■ **WHAT IS EXPECTED**
Both the line with "let token_start = i;" and the line with "than a result list." in the records below must appear in the output, along with every line between them, exactly and with nothing added.

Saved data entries

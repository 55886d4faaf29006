//! Lexes and parses a single logical line of GDB/MI output into a typed
//! [`Record`]. The parser never raises: anything it cannot make sense of
//! becomes [`RecordType::Unknown`] carrying the original text, per spec.

use super::record::{Record, RecordType, Value};

const TERMINATOR: &str = "(gdb)";

/// Parse a full chunk of debugger output (one or more `\n`-delimited
/// logical lines) into a sequence of records. The terminator token is
/// discarded; it does not produce a record.
pub fn parse_stream(src: &str) -> Vec<Record> {
    src.lines().filter(|l| !l.trim().is_empty()).filter_map(|l| parse_line(l.trim())).collect()
}

/// Parse a single logical line. Returns `None` only for the terminator
/// line; any other unparseable input yields `Some(Record::unknown(..))`.
pub fn parse_line(line: &str) -> Option<Record> {
    if line == TERMINATOR {
        return None;
    }
    Some(try_parse_line(line).unwrap_or_else(|_| Record::unknown(line)))
}

struct ParseError;

fn try_parse_line(line: &str) -> Result<Record, ParseError> {
    let chars: Vec<char> = line.chars().collect();
    let mut i = 0usize;
    let token_start = i;
    while i < chars.len() && chars[i].is_ascii_digit() {
        i += 1;
    }
    let token = if i > token_start {
        Some(chars[token_start..i].iter().collect::<String>().parse::<u64>().map_err(|_| ParseError)?)
    } else {
        None
    };
    if i >= chars.len() {
        return Err(ParseError);
    }
    let symbol = chars[i];
    i += 1;
    let rest: String = chars[i..].iter().collect();

    match symbol {
        '^' => parse_result_record(token, &rest),
        '*' => parse_async_record(RecordType::AsyncExec, token, &rest),
        '+' => parse_async_record(RecordType::AsyncStatus, token, &rest),
        '=' => parse_async_record(RecordType::AsyncNotify, token, &rest),
        '~' => parse_stream_record(RecordType::StreamConsole, &rest),
        '@' => parse_stream_record(RecordType::StreamTarget, &rest),
        '&' => parse_stream_record(RecordType::StreamLog, &rest),
        _ => Err(ParseError),
    }
}

const RESULT_CLASSES: &[&str] = &["done", "running", "connected", "error", "exit"];

fn parse_result_record(token: Option<u64>, src: &str) -> Result<Record, ParseError> {
    let (class, after) = take_identifier(src);
    if class.is_empty() || !RESULT_CLASSES.contains(&class) {
        return Err(ParseError);
    }
    let fields = if let Some(rest) = after.strip_prefix(',') {
        parse_result_list(rest)?
    } else if after.is_empty() {
        Vec::new()
    } else {
        return Err(ParseError);
    };
    Ok(Record {
        record_type: RecordType::Result,
        subtypes: vec![class.to_string()],
        token,
        fields,
        text: None,
    })
}

fn parse_async_record(
    record_type: RecordType,
    token: Option<u64>,
    src: &str,
) -> Result<Record, ParseError> {
    let (class, after) = take_identifier(src);
    let fields = if let Some(rest) = after.strip_prefix(',') {
        // Historical oddity: `=traceframe-changed,end` carries a bare `end`
        // marker rather than a result list.
        if rest == "end" { Vec::new() } else { parse_result_list(rest)? }
    } else if after.is_empty() {
        Vec::new()
    } else {
        return Err(ParseError);
    };
    let mut subtypes = if class.is_empty() { Vec::new() } else { vec![class.to_string()] };
    if record_type == RecordType::AsyncExec && class == "stopped" {
        if let Some(reason) = fields.iter().find(|(n, _)| n == "reason").and_then(|(_, v)| v.as_str()) {
            if let Some(mapped) = exec_stopped_reason(reason) {
                subtypes.push(mapped.to_string());
            }
        }
    }
    Ok(Record { record_type, subtypes, token, fields, text: None })
}

/// Maps a `*stopped` record's `reason=` value onto its specific subtype,
/// mirroring `gdbmi_identifier.py`'s `exec_stopped_iders` table.
fn exec_stopped_reason(reason: &str) -> Option<&'static str> {
    const TABLE: &[(&str, &str)] = &[
        ("breakpoint-hit", "breakpoint-hit"),
        ("watchpoint-trigger", "watchpoint-trigger"),
        ("access-watchpoint-trigger", "access-watchpoint-trigger"),
        ("read-watchpoint-trigger", "read-watchpoint-trigger"),
        ("watchpoint-scope", "watchpoint-scope"),
        ("end-stepping-range", "step-done"),
        ("exit-signalled", "exit-signal"),
        ("exited", "exited"),
        ("exited-normally", "normal-exit"),
        ("signal-received", "signal-received"),
        ("location-reached", "location-reached"),
        ("function-finished", "function-finished"),
    ];
    TABLE.iter().find(|(k, _)| *k == reason).map(|(_, v)| *v)
}

fn parse_stream_record(record_type: RecordType, src: &str) -> Result<Record, ParseError> {
    let (s, after) = parse_const(src)?;
    if !after.is_empty() {
        return Err(ParseError);
    }
    Ok(Record { record_type, subtypes: Vec::new(), token: None, fields: Vec::new(), text: Some(s) })
}

/// Takes a leading identifier (`[a-zA-Z0-9_-]*`), returning it and the rest.
fn take_identifier(src: &str) -> (&str, &str) {
    let end = src
        .char_indices()
        .find(|(_, c)| !(c.is_ascii_alphanumeric() || *c == '_' || *c == '-'))
        .map(|(idx, _)| idx)
        .unwrap_or(src.len());
    (&src[..end], &src[end..])
}

/// Parses a `name=value` list delimited by top-level commas into an ordered
/// vector, collapsing repeated names into a [`Value::List`].
fn parse_result_list(src: &str) -> Result<Vec<(String, Value)>, ParseError> {
    let mut out: Vec<(String, Value)> = Vec::new();
    let mut rest = src;
    loop {
        if rest.is_empty() {
            break;
        }
        let eq = find_top_level(rest, '=').ok_or(ParseError)?;
        let name = &rest[..eq];
        if name.is_empty() {
            return Err(ParseError);
        }
        let value_src = &rest[eq + 1..];
        let (value_text, remainder) = split_top_level_entry(value_src)?;
        let value = parse_value(value_text)?;
        insert_result(&mut out, name, value);
        rest = remainder;
    }
    Ok(out)
}

/// Splits off one value's text from the start of `src`, up to (not
/// including) the next top-level comma, returning the remaining text after
/// that comma (or the empty string if this was the last entry).
fn split_top_level_entry(src: &str) -> Result<(&str, &str), ParseError> {
    let mut depth = 0i32;
    let mut in_quote = false;
    let mut prev_escape = false;
    for (idx, c) in src.char_indices() {
        match c {
            '{' | '[' if !in_quote => depth += 1,
            '}' | ']' if !in_quote => {
                depth -= 1;
                if depth < 0 {
                    return Err(ParseError);
                }
            }
            '"' if !prev_escape => in_quote = !in_quote,
            ',' if depth == 0 && !in_quote => {
                return Ok((&src[..idx], &src[idx + 1..]));
            }
            _ => {}
        }
        prev_escape = c == '\\' && !prev_escape;
    }
    if depth != 0 || in_quote {
        return Err(ParseError);
    }
    Ok((src, ""))
}

/// Finds the first unquoted, depth-0 occurrence of `target` in `src`.
fn find_top_level(src: &str, target: char) -> Option<usize> {
    let mut depth = 0i32;
    let mut in_quote = false;
    let mut prev_escape = false;
    for (idx, c) in src.char_indices() {
        if c == target && depth == 0 && !in_quote {
            return Some(idx);
        }
        match c {
            '{' | '[' if !in_quote => depth += 1,
            '}' | ']' if !in_quote => depth -= 1,
            '"' if !prev_escape => in_quote = !in_quote,
            _ => {}
        }
        prev_escape = c == '\\' && !prev_escape;
    }
    None
}

fn insert_result(out: &mut Vec<(String, Value)>, name: &str, value: Value) {
    if let Some(existing) = out.iter_mut().find(|(n, _)| n == name) {
        match &mut existing.1 {
            Value::List(items) => items.push(value),
            other => {
                let prev = std::mem::replace(other, Value::Str(String::new()));
                *other = Value::List(vec![prev, value]);
            }
        }
    } else {
        out.push((name.to_string(), value));
    }
}

fn parse_value(src: &str) -> Result<Value, ParseError> {
    match src.chars().next() {
        Some('{') => parse_tuple(src),
        Some('[') => parse_list(src),
        Some('"') => parse_const(src).map(|(s, rest)| {
            debug_assert!(rest.is_empty());
            Value::Str(s)
        }),
        _ => Err(ParseError),
    }
}

fn parse_tuple(src: &str) -> Result<Value, ParseError> {
    if src == "{}" {
        return Ok(Value::Tuple(Vec::new()));
    }
    if !src.starts_with('{') || !src.ends_with('}') {
        return Err(ParseError);
    }
    let inner = &src[1..src.len() - 1];
    Ok(Value::Tuple(parse_result_list(inner)?))
}

fn parse_list(src: &str) -> Result<Value, ParseError> {
    if src == "[]" {
        return Ok(Value::List(Vec::new()));
    }
    if !src.starts_with('[') || !src.ends_with(']') {
        return Err(ParseError);
    }
    let inner = &src[1..src.len() - 1];
    // A `[...]` body is parsed as a list of values; the first unquoted `=`
    // at depth 0 reclassifies the whole body as a result list. We switch
    // state in place rather than rescanning from the top.
    let mut depth = 0i32;
    let mut in_quote = false;
    let mut prev_escape = false;
    for (idx, c) in inner.char_indices() {
        match c {
            '{' | '[' if !in_quote => depth += 1,
            '}' | ']' if !in_quote => depth -= 1,
            '"' if !prev_escape => in_quote = !in_quote,
            '=' if depth == 0 && !in_quote => {
                let _ = idx;
                return Ok(Value::Tuple(parse_result_list(inner)?));
            }
            _ => {}
        }
        prev_escape = c == '\\' && !prev_escape;
    }
    if depth != 0 || in_quote {
        return Err(ParseError);
    }
    let mut values = Vec::new();
    let mut rest = inner;
    while !rest.is_empty() {
        let (entry, remainder) = split_top_level_entry(rest)?;
        values.push(parse_value(entry)?);
        rest = remainder;
    }
    Ok(Value::List(values))
}

/// Parses a `"..."` string, stripping the surrounding quotes and keeping
/// the content verbatim (no C-escape interpretation beyond recognizing that
/// `\"` does not terminate the string). Returns the string and whatever
/// text follows the closing quote.
fn parse_const(src: &str) -> Result<(String, &str), ParseError> {
    let mut chars = src.char_indices();
    match chars.next() {
        Some((_, '"')) => {}
        _ => return Err(ParseError),
    }
    let mut prev_escape = false;
    for (idx, c) in chars {
        if c == '"' && !prev_escape {
            return Ok((src[1..idx].to_string(), &src[idx + 1..]));
        }
        prev_escape = c == '\\' && !prev_escape;
    }
    Err(ParseError)
}

#[cfg(test)]
mod tests {
    use super::*;

    #[test]
    fn parses_scenario_4_breakpoint_hit_result() {
        let line = r#"^done,bkpt={number="1",type="breakpoint",enabled="y",addr="0x400500",func="main",file="a.c",line="10"}"#;
        let rec = parse_line(line).unwrap();
        assert_eq!(rec.record_type, RecordType::Result);
        assert_eq!(rec.result_class(), Some("done"));
        let bkpt = rec.field("bkpt").unwrap().as_tuple().unwrap();
        let get = |n: &str| bkpt.iter().find(|(k, _)| k == n).unwrap().1.as_str().unwrap();
        assert_eq!(get("number"), "1");
        assert_eq!(get("line"), "10");
    }

    #[test]
    fn idempotent_reparse_is_equal() {
        let line = r#"*stopped,reason="breakpoint-hit",bkptno="1",thread-id="1",stopped-threads="all",core="0""#;
        let rec1 = parse_line(line).unwrap();
        let rec2 = parse_line(line).unwrap();
        assert_eq!(rec1, rec2);
        assert_eq!(rec1.async_reason(), Some("breakpoint-hit"));
        assert_eq!(rec1.breakpoint_id(), Some("1"));
        assert_eq!(rec1.thread_id(), Some("1"));
        assert_eq!(rec1.core(), Some("0"));
    }

    #[test]
    fn two_independent_parses_hash_equal() {
        use std::collections::hash_map::DefaultHasher;
        use std::hash::{Hash, Hasher};
        let line = r#"^done,bkpt={number="1",line="10"}"#;
        let a = parse_line(line).unwrap();
        let b = parse_line(line).unwrap();
        let mut ha = DefaultHasher::new();
        a.hash(&mut ha);
        let mut hb = DefaultHasher::new();
        b.hash(&mut hb);
        assert_eq!(ha.finish(), hb.finish());
    }

    #[test]
    fn stream_records_keep_text_verbatim() {
        let rec = parse_line(r#"~"Starting program\n""#).unwrap();
        assert_eq!(rec.record_type, RecordType::StreamConsole);
        assert_eq!(rec.text.as_deref(), Some("Starting program\\n"));
    }

    #[test]
    fn escaped_quote_does_not_terminate_string() {
        let rec = parse_line(r#"~"she said \"hi\"""#).unwrap();
        assert_eq!(rec.text.as_deref(), Some(r#"she said \"hi\""#));
    }

    #[test]
    fn repeated_names_collapse_to_list() {
        let rec = parse_line(r#"=bp-group,p="a",p="b",p="c""#).unwrap();
        let v = rec.field("p").unwrap();
        let items = v.as_list().unwrap();
        assert_eq!(items.len(), 3);
    }

    #[test]
    fn unbalanced_braces_become_unknown() {
        let line = r#"^done,bkpt={number="1""#;
        let rec = parse_line(line).unwrap();
        assert_eq!(rec.record_type, RecordType::Unknown);
        assert_eq!(rec.text.as_deref(), Some(line));
    }

    #[test]
    fn unterminated_string_becomes_unknown() {
        let line = r#"~"no closing quote"#;
        let rec = parse_line(line).unwrap();
        assert_eq!(rec.record_type, RecordType::Unknown);
    }

    #[test]
    fn stray_tokens_become_unknown_without_panicking() {
        let line = "this is not mi output at all";
        let rec = parse_line(line).unwrap();
        assert_eq!(rec.record_type, RecordType::Unknown);
    }

    #[test]
    fn terminator_line_produces_no_record() {
        assert!(parse_line("(gdb)").is_none());
    }

    #[test]
    fn parse_stream_splits_multiple_lines() {
        let src = "^done\n(gdb)\n*stopped,reason=\"exited-normally\"\n";
        let recs = parse_stream(src);
        assert_eq!(recs.len(), 2);
        assert_eq!(recs[0].record_type, RecordType::Result);
        assert_eq!(recs[1].record_type, RecordType::AsyncExec);
    }

    #[test]
    fn token_correlates_with_command() {
        let rec = parse_line(r#"42^done"#).unwrap();
        assert_eq!(rec.token, Some(42));
    }

    #[test]
    fn nested_list_of_tuples_parses() {
        let line = r#"^done,threads=[{id="1",state="stopped"},{id="2",state="running"}]"#;
        let rec = parse_line(line).unwrap();
        let threads = rec.field("threads").unwrap().as_list().unwrap();
        assert_eq!(threads.len(), 2);
    }
}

■ **RESULT**
    let token_start = i;
    while i < chars.len() && chars[i].is_ascii_digit() {
        i += 1;
    }
    let token = if i > token_start {
        Some(chars[token_start..i].iter().collect::<String>().parse::<u64>().map_err(|_| ParseError)?)
    } else {
        None
    };
    if i >= chars.len() {
        return Err(ParseError);
    }
    let symbol = chars[i];
    i += 1;
    let rest: String = chars[i..].iter().collect();

    match symbol {
        '^' => parse_result_record(token, &rest),
        '*' => parse_async_record(RecordType::AsyncExec, token, &rest),
        '+' => parse_async_record(RecordType::AsyncStatus, token, &rest),
        '=' => parse_async_record(RecordType::AsyncNotify, token, &rest),
        '~' => parse_stream_record(RecordType::StreamConsole, &rest),
        '@' => parse_stream_record(RecordType::StreamTarget, &rest),
        '&' => parse_stream_record(RecordType::StreamLog, &rest),
        _ => Err(ParseError),
    }
}

const RESULT_CLASSES: &[&str] = &["done", "running", "connected", "error", "exit"];

fn parse_result_record(token: Option<u64>, src: &str) -> Result<Record, ParseError> {
    let (class, after) = take_identifier(src);
    if class.is_empty() || !RESULT_CLASSES.contains(&class) {
        return Err(ParseError);
    }
    let fields = if let Some(rest) = after.strip_prefix(',') {
        parse_result_list(rest)?
    } else if after.is_empty() {
        Vec::new()
    } else {
        return Err(ParseError);
    };
    Ok(Record {
        record_type: RecordType::Result,
        subtypes: vec![class.to_string()],
        token,
        fields,
        text: None,
    })
}

fn parse_async_record(
    record_type: RecordType,
    token: Option<u64>,
    src: &str,
) -> Result<Record, ParseError> {
    let (class, after) = take_identifier(src);
    let fields = if let Some(rest) = after.strip_prefix(',') {
        // Historical oddity: `=traceframe-changed,end` carries a bare `end`
        // marker rather than a result list.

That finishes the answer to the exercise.